Stored items
----------
//! Conversation message types exchanged with the remote model.

use chrono::{DateTime, Utc};
use serde::{Deserialize, Serialize};
use strum::{Display, IntoStaticStr};

/// A message in the conversation sent to the model on every turn.
#[derive(Debug, Clone, Serialize, Deserialize, PartialEq)]
pub struct ChatMessage {
    pub role: Role,
    #[serde(default, skip_serializing_if = "Option::is_none")]
    pub content: Option<String>,
    #[serde(default, skip_serializing_if = "Vec::is_empty")]
    pub tool_calls: Vec<ToolInvocation>,
    #[serde(default, skip_serializing_if = "Option::is_none")]
    pub tool_call_id: Option<String>,
    #[serde(default, skip_serializing_if = "Option::is_none")]
    pub timestamp: Option<DateTime<Utc>>,
}

impl ChatMessage {
    fn new(role: Role, content: Option<String>) -> Self {
        Self {
            role,
            content,
            tool_calls: Vec::new(),
            tool_call_id: None,
            timestamp: Some(Utc::now()),
        }
    }

    /// Create a system message.
    pub fn system(text: impl Into<String>) -> Self {
        Self::new(Role::System, Some(text.into()))
    }

    /// Create a user message.
    pub fn user(text: impl Into<String>) -> Self {
        Self::new(Role::User, Some(text.into()))
    }

    /// Create an assistant message with optional text and any tool calls it carried.
    pub fn assistant(text: Option<String>, tool_calls: Vec<ToolInvocation>) -> Self {
        let mut message = Self::new(Role::Assistant, text.filter(|t| !t.is_empty()));
        message.tool_calls = tool_calls;
        message
    }

    /// Create a tool result message answering the invocation `tool_call_id`.
    pub fn tool_result(tool_call_id: impl Into<String>, content: impl Into<String>) -> Self {
        let mut message = Self::new(Role::Tool, Some(content.into()));
        message.tool_call_id = Some(tool_call_id.into());
        message
    }

    /// Text content, or an empty string.
    pub fn text(&self) -> &str {
        self.content.as_deref().unwrap_or_default()
    }
}

/// Conversation role.
#[derive(Debug, Clone, Copy, Serialize, Deserialize, PartialEq, Eq, Hash, Display, IntoStaticStr)]
#[serde(rename_all = "lowercase")]
#[strum(serialize_all = "lowercase")]
pub enum Role {
    System,
    User,
    Assistant,
    Tool,
}

/// A tool call requested by the model.
///
/// `raw_arguments` is only guaranteed to be valid JSON once the call has been
/// fully received; during streaming it holds whatever prefix has arrived.
#[derive(Debug, Clone, Default, Serialize, Deserialize, PartialEq, Eq)]
pub struct ToolInvocation {
    pub id: String,
    pub name: String,
    pub raw_arguments: String,
}

impl ToolInvocation {
    pub fn new(id: impl Into<String>, name: impl Into<String>, raw_arguments: impl Into<String>) -> Self {
        Self {
            id: id.into(),
            name: name.into(),
            raw_arguments: raw_arguments.into(),
        }
    }
}
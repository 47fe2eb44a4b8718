//! Reassembly of streamed tool-call fragments.

use std::collections::BTreeMap;

use crate::types::{StreamEvent, ToolCallDelta, ToolInvocation};

use super::partial_json::streaming_preview;

#[derive(Debug, Default)]
struct Slot {
    id: String,
    name: String,
    arguments: String,
}

/// Accumulates assistant text and tool-call deltas over one streamed turn.
///
/// Slots are keyed by the delta index and created on first sight, so indices
/// may arrive sparse or out of order. Finished calls come out in index order.
#[derive(Debug, Default)]
pub struct ToolCallAccumulator {
    text: String,
    slots: BTreeMap<usize, Slot>,
}

impl ToolCallAccumulator {
    pub fn new() -> Self {
        Self::default()
    }

    pub fn push_text(&mut self, text: &str) {
        self.text.push_str(text);
    }

    /// Merge one fragment. Returns a preview when argument text arrived and
    /// the tool's preview field is non-empty.
    pub fn push_delta(&mut self, delta: ToolCallDelta) -> Option<StreamEvent> {
        let slot = self.slots.entry(delta.index).or_default();
        if let Some(id) = delta.id {
            slot.id = id;
        }
        if let Some(name) = delta.name {
            slot.name = name;
        }
        let fragment = delta.arguments?;
        slot.arguments.push_str(&fragment);

        streaming_preview(&slot.name, &slot.arguments).map(|preview| StreamEvent {
            tool_name: slot.name.clone(),
            content: preview.content,
            file_path: preview.file_path,
        })
    }

    pub fn text(&self) -> &str {
        &self.text
    }

    pub fn len(&self) -> usize {
        self.slots.len()
    }

    pub fn is_empty(&self) -> bool {
        self.slots.is_empty()
    }

    /// Accumulated text (if any) and the completed invocations.
    pub fn finish(self) -> (Option<String>, Vec<ToolInvocation>) {
        let text = (!self.text.is_empty()).then_some(self.text);
        let calls = self
            .slots
            .into_values()
            .map(|slot| ToolInvocation {
                id: slot.id,
                name: slot.name,
                raw_arguments: slot.arguments,
            })
            .collect();
        (text, calls)
    }
}
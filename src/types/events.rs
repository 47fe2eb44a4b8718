//! Progress and stream-preview events consumed by callers.

use std::sync::Arc;

use serde::{Deserialize, Serialize};
use strum::{Display, EnumString};

/// Step reported by a progress event.
#[derive(Debug, Clone, Copy, Serialize, Deserialize, PartialEq, Eq, Hash, Display, EnumString)]
#[serde(rename_all = "snake_case")]
#[strum(serialize_all = "snake_case")]
pub enum AgentStep {
    Analysis,
    PlanFiles,
    WriteFile,
    DeleteFile,
    Check,
    Fix,
    Note,
    Done,
}

/// Emitted once per interpreted tool call, plus one terminal `Done`.
#[derive(Debug, Clone, Serialize, Deserialize, PartialEq, Eq)]
pub struct ProgressEvent {
    pub step: AgentStep,
    pub content: String,
    #[serde(default, skip_serializing_if = "Option::is_none")]
    pub file_path: Option<String>,
    #[serde(default, skip_serializing_if = "Option::is_none")]
    pub round: Option<usize>,
    #[serde(default, skip_serializing_if = "Option::is_none")]
    pub passed: Option<bool>,
}

impl ProgressEvent {
    pub fn new(step: AgentStep, content: impl Into<String>) -> Self {
        Self {
            step,
            content: content.into(),
            file_path: None,
            round: None,
            passed: None,
        }
    }

    pub fn with_file(mut self, path: impl Into<String>) -> Self {
        self.file_path = Some(path.into());
        self
    }

    pub fn with_round(mut self, round: usize) -> Self {
        self.round = Some(round);
        self
    }

    pub fn with_passed(mut self, passed: bool) -> Self {
        self.passed = Some(passed);
        self
    }
}

/// Live preview of a tool call whose arguments are still arriving.
#[derive(Debug, Clone, Serialize, Deserialize, PartialEq, Eq)]
pub struct StreamEvent {
    pub tool_name: String,
    pub content: String,
    #[serde(default, skip_serializing_if = "Option::is_none")]
    pub file_path: Option<String>,
}

/// Callback receiving progress events.
pub type ProgressSink = Arc<dyn Fn(ProgressEvent) + Send + Sync>;

/// Callback receiving stream-preview events.
pub type StreamSink = Arc<dyn Fn(StreamEvent) + Send + Sync>;
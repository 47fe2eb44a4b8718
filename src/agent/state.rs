//! Mutable state of one conversion.

use std::collections::BTreeMap;

use crate::types::{CheckReport, FileKind, GeneratedFile, MANIFEST_PATH};

/// Everything the tool calls of a conversion have produced so far.
///
/// Files are keyed by path; the latest write wins. Checks and notes are
/// append-only, and only the last check decides whether the conversion passed.
#[derive(Debug, Default)]
pub struct ConversionState {
    files: BTreeMap<String, GeneratedFile>,
    checks: Vec<CheckReport>,
    notes: Vec<String>,
    analysis: String,
    fix_rounds: usize,
}

impl ConversionState {
    pub fn new() -> Self {
        Self::default()
    }

    pub fn set_analysis(&mut self, text: impl Into<String>) {
        self.analysis = text.into();
    }

    pub fn analysis(&self) -> &str {
        &self.analysis
    }

    pub fn upsert_file(&mut self, file: GeneratedFile) {
        self.files.insert(file.path.clone(), file);
    }

    pub fn remove_file(&mut self, path: &str) -> Option<GeneratedFile> {
        self.files.remove(path)
    }

    pub fn file(&self, path: &str) -> Option<&GeneratedFile> {
        self.files.get(path)
    }

    /// Files in path order.
    pub fn files(&self) -> impl Iterator<Item = &GeneratedFile> {
        self.files.values()
    }

    /// Append a report and return its 1-based round number.
    pub fn push_check(&mut self, report: CheckReport) -> usize {
        self.checks.push(report);
        self.checks.len()
    }

    pub fn checks(&self) -> &[CheckReport] {
        &self.checks
    }

    /// Whether the most recent check passed. False before any check.
    pub fn check_passed(&self) -> bool {
        self.checks.last().is_some_and(|c| c.pass)
    }

    /// Start another fix round and return its number.
    pub fn begin_fix_round(&mut self) -> usize {
        self.fix_rounds += 1;
        self.fix_rounds
    }

    pub fn fix_rounds(&self) -> usize {
        self.fix_rounds
    }

    pub fn push_note(&mut self, note: impl Into<String>) {
        self.notes.push(note.into());
    }

    pub fn notes(&self) -> &[String] {
        &self.notes
    }

    /// A manifest plus at least one content script.
    pub fn has_core_files(&self) -> bool {
        self.files.contains_key(MANIFEST_PATH) && self.files.values().any(|f| f.kind == FileKind::Content)
    }

    pub(crate) fn into_parts(self) -> (String, Vec<GeneratedFile>, Vec<CheckReport>, Vec<String>) {
        (
            self.analysis,
            self.files.into_values().collect(),
            self.checks,
            self.notes,
        )
    }
}
//! Agent-mode conversion: a bounded tool-calling conversation with a remote
//! model that writes, checks and fixes the extension files.

pub mod accumulator;
pub mod dispatch;
pub mod finalize;
pub mod partial_json;
pub mod prompt;
pub mod runner;
pub mod state;
pub mod tools;
pub mod turn;

use serde::{Deserialize, Serialize};
use strum::Display;
use uuid::Uuid;

use crate::types::{CheckReport, GeneratedFile};

pub use dispatch::ToolCommand;
pub use runner::{AgentConverter, ConvertRequest};
pub use state::ConversionState;

/// Identifier attached to every log line of one conversion.
pub type ConversionId = Uuid;

/// Why the turn loop stopped.
#[derive(Debug, Clone, Copy, Serialize, Deserialize, PartialEq, Eq, Display)]
#[serde(rename_all = "snake_case")]
#[strum(serialize_all = "snake_case")]
pub enum LoopExit {
    /// The last tool call batch left a passing check.
    CheckPassed,
    /// The model stopped calling tools after a passing check.
    IdleAfterPass,
    /// The turn budget ran out.
    TurnBudgetExhausted,
    /// The fix-round ceiling was hit with a failing check.
    FixRoundsExhausted,
}

/// An accepted conversion.
#[derive(Debug, Clone, Serialize, Deserialize, PartialEq)]
pub struct ConversionResult {
    pub analysis: String,
    /// Sorted by path.
    pub files: Vec<GeneratedFile>,
    pub checks: Vec<CheckReport>,
    pub notes: Vec<String>,
    pub exit: LoopExit,
    pub turns: usize,
}

impl ConversionResult {
    /// One line per issue across every check round, numbered from 1:
    /// `[Check #n] SEVERITY: message (file)`.
    pub fn check_warnings(&self) -> Vec<String> {
        self.checks
            .iter()
            .enumerate()
            .flat_map(|(round, check)| {
                check.issues.iter().map(move |issue| {
                    let severity = issue.severity.to_string().to_uppercase();
                    match &issue.file {
                        Some(file) => format!("[Check #{}] {severity}: {} ({file})", round + 1, issue.message),
                        None => format!("[Check #{}] {severity}: {}", round + 1, issue.message),
                    }
                })
            })
            .collect()
    }
}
----------
» Work required
Give back precisely the lines above that start at the line containing "pub fn analysis(&self)" and end at the line containing "in path order.", inclusive. No other lines belong in the output.

» Task answer
    pub fn analysis(&self) -> &str {
        &self.analysis
    }

    pub fn upsert_file(&mut self, file: GeneratedFile) {
        self.files.insert(file.path.clone(), file);
    }

    pub fn remove_file(&mut self, path: &str) -> Option<GeneratedFile> {
        self.files.remove(path)
    }

    pub fn file(&self, path: &str) -> Option<&GeneratedFile> {
        self.files.get(path)
    }

    /// Files in path order.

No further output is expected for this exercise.